Anti-cytokine autoantibodies in infectious diseases

Abstract

Cytokines serve as critical effector molecules in immune responses against infection. Inherited mutations that disrupt transcription factors or cell surface receptors involved in IL-12/IFN-γ signalling result in susceptibility to non-tuberculous mycobacterial (NTM) infection and provide vivid confirmation of the importance of these pathways. Similarly, monoclonal anti-cytokine antibodies that target TNF-α have established efficacy in the treatment of rheumatoid arthritis and ankylosing spondylitis, but are associated with increased risk of severe mycobacterial, bacterial and fungal infections. Transient non-pathogenic autoantibodies against cytokines have been reported during acute viral and bacterial infections. Over the past decade, pathogenic high-titre autoantibodies against key cytokines have been increasingly reported in adults with atypical patterns of clinical infection. As an example, autoantibodies against IFN-γ have been identified that result in predisposition to more severe and resistant NTM disease.
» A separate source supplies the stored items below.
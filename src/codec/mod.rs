//! Payload codecs
//!
//! Tickets, descriptors and action bodies are JSON objects. Decoding is strict:
//! unknown fields are rejected, an explicit `v` must name a known version, and
//! bucket/dataset names are validated before anything touches the filesystem.

pub mod action;
pub mod descriptor;
pub mod ticket;

pub use action::{
    DeleteBucketRequest, DeleteRequest, ListRequest, ResampleMethod, ResampleRequest,
    TokenRequest,
};
pub use descriptor::DatasetDescriptor;
pub use ticket::{DatasetTicket, Filter};

use crate::storage::{validate_name, NameKind};
use crate::{Error, Result};

use serde::de::DeserializeOwned;
use serde::{Deserialize, Serialize};

/// Payload version understood by this build.
pub const PAYLOAD_VERSION: u32 = 1;

/// Coordinates of one dataset.
#[derive(Debug, Clone, PartialEq, Eq, Hash, Serialize, Deserialize)]
#[serde(deny_unknown_fields)]
pub struct DatasetRef {
    pub bucket: String,
    pub dataset: String,
}

impl DatasetRef {
    pub fn new(bucket: impl Into<String>, dataset: impl Into<String>) -> Self {
        Self {
            bucket: bucket.into(),
            dataset: dataset.into(),
        }
    }

    /// Check both names against the store's rules.
    pub fn validate(&self) -> Result<()> {
        validate_name(NameKind::Bucket, &self.bucket)?;
        validate_name(NameKind::Dataset, &self.dataset)
    }

    /// Build from a Flight path descriptor `[bucket, dataset]`.
    pub fn from_path(path: &[String]) -> Result<Self> {
        match path {
            [bucket, dataset] => {
                let reference = Self::new(bucket.clone(), dataset.clone());
                reference.validate()?;
                Ok(reference)
            }
            _ => Err(Error::MalformedRequest(format!(
                "descriptor path must be [bucket, dataset], got {} segment(s)",
                path.len()
            ))),
        }
    }

    pub fn to_path(&self) -> Vec<String> {
        vec![self.bucket.clone(), self.dataset.clone()]
    }
}

impl std::fmt::Display for DatasetRef {
    fn fmt(&self, f: &mut std::fmt::Formatter<'_>) -> std::fmt::Result {
        write!(f, "{}/{}", self.bucket, self.dataset)
    }
}

/// Decode a JSON payload, mapping every failure onto `MalformedRequest`.
pub fn decode_json<T: DeserializeOwned>(what: &str, bytes: &[u8]) -> Result<T> {
    if bytes.iter().all(u8::is_ascii_whitespace) {
        return Err(Error::MalformedRequest(format!("{what} payload is empty")));
    }
    serde_json::from_slice(bytes)
        .map_err(|e| Error::MalformedRequest(format!("invalid {what} payload: {e}")))
}

/// Like [`decode_json`] but an empty body decodes as `T::default()`.
pub fn decode_optional_json<T: DeserializeOwned + Default>(what: &str, bytes: &[u8]) -> Result<T> {
    if bytes.iter().all(u8::is_ascii_whitespace) {
        return Ok(T::default());
    }
    decode_json(what, bytes)
}

/// Encode a payload for the wire.
pub fn encode_json<T: Serialize>(value: &T) -> Result<bytes::Bytes> {
    Ok(bytes::Bytes::from(serde_json::to_vec(value)?))
}

pub(crate) fn check_version(what: &str, version: Option<u32>) -> Result<()> {
    match version {
        None | Some(PAYLOAD_VERSION) => Ok(()),
        Some(other) => Err(Error::MalformedRequest(format!(
            "unsupported {what} version {other}, expected {PAYLOAD_VERSION}"
        ))),
    }
}
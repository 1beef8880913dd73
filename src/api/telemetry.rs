//! gRPC request metrics.

use opentelemetry::global;
use opentelemetry::metrics::{Counter, Histogram, Unit};
use opentelemetry::KeyValue;
use std::sync::OnceLock;
use tonic::Code;

struct GrpcInstruments {
    request_count: Counter<u64>,
    request_duration_seconds: Histogram<f64>,
    request_errors: Counter<u64>,
}

fn grpc_instruments() -> &'static GrpcInstruments {
    static INSTRUMENTS: OnceLock<GrpcInstruments> = OnceLock::new();
    INSTRUMENTS.get_or_init(|| {
        let meter = global::meter("shoots.api.grpc");
        GrpcInstruments {
            request_count: meter
                .u64_counter("rpc.server.request.count")
                .with_description("Total number of gRPC requests handled by the Shoots server")
                .init(),
            request_duration_seconds: meter
                .f64_histogram("rpc.server.duration")
                .with_description("gRPC request duration")
                .with_unit(Unit::new("s"))
                .init(),
            request_errors: meter
                .u64_counter("rpc.server.request.errors")
                .with_description("gRPC requests with non-OK status")
                .init(),
        }
    })
}

fn grpc_attributes(service: &str, method: &str, code: Code) -> Vec<KeyValue> {
    vec![
        KeyValue::new("rpc.system", "grpc"),
        KeyValue::new("rpc.service", service.to_string()),
        KeyValue::new("rpc.method", method.to_string()),
        KeyValue::new("rpc.grpc.status_code", code as i64),
    ]
}

/// Record gRPC request metrics using OTel semantic fields.
pub fn record_grpc_request(service: &str, method: &str, code: Code, duration_seconds: f64) {
    let attrs = grpc_attributes(service, method, code);
    let instruments = grpc_instruments();
    instruments.request_count.add(1, &attrs);
    instruments
        .request_duration_seconds
        .record(duration_seconds, &attrs);
    if code != Code::Ok {
        instruments.request_errors.add(1, &attrs);
    }
}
Similarly, anti-GM-CSF autoantibodies have been described in cryptococcal meningitis. In the appropriate clinical context, anti-cytokine autoantibodies may be detected by in-house methodologies that include ELISA and multiplex bead arrays. Ideally, these diagnostic tests should be run in parallel with functional studies to confirm disruption of the involved signaling pathways. Ultimately, screening and detection of anti-cytokine autoantibodies may clarify the pathophysiology for certain clinical infections and facilitate targeted therapy.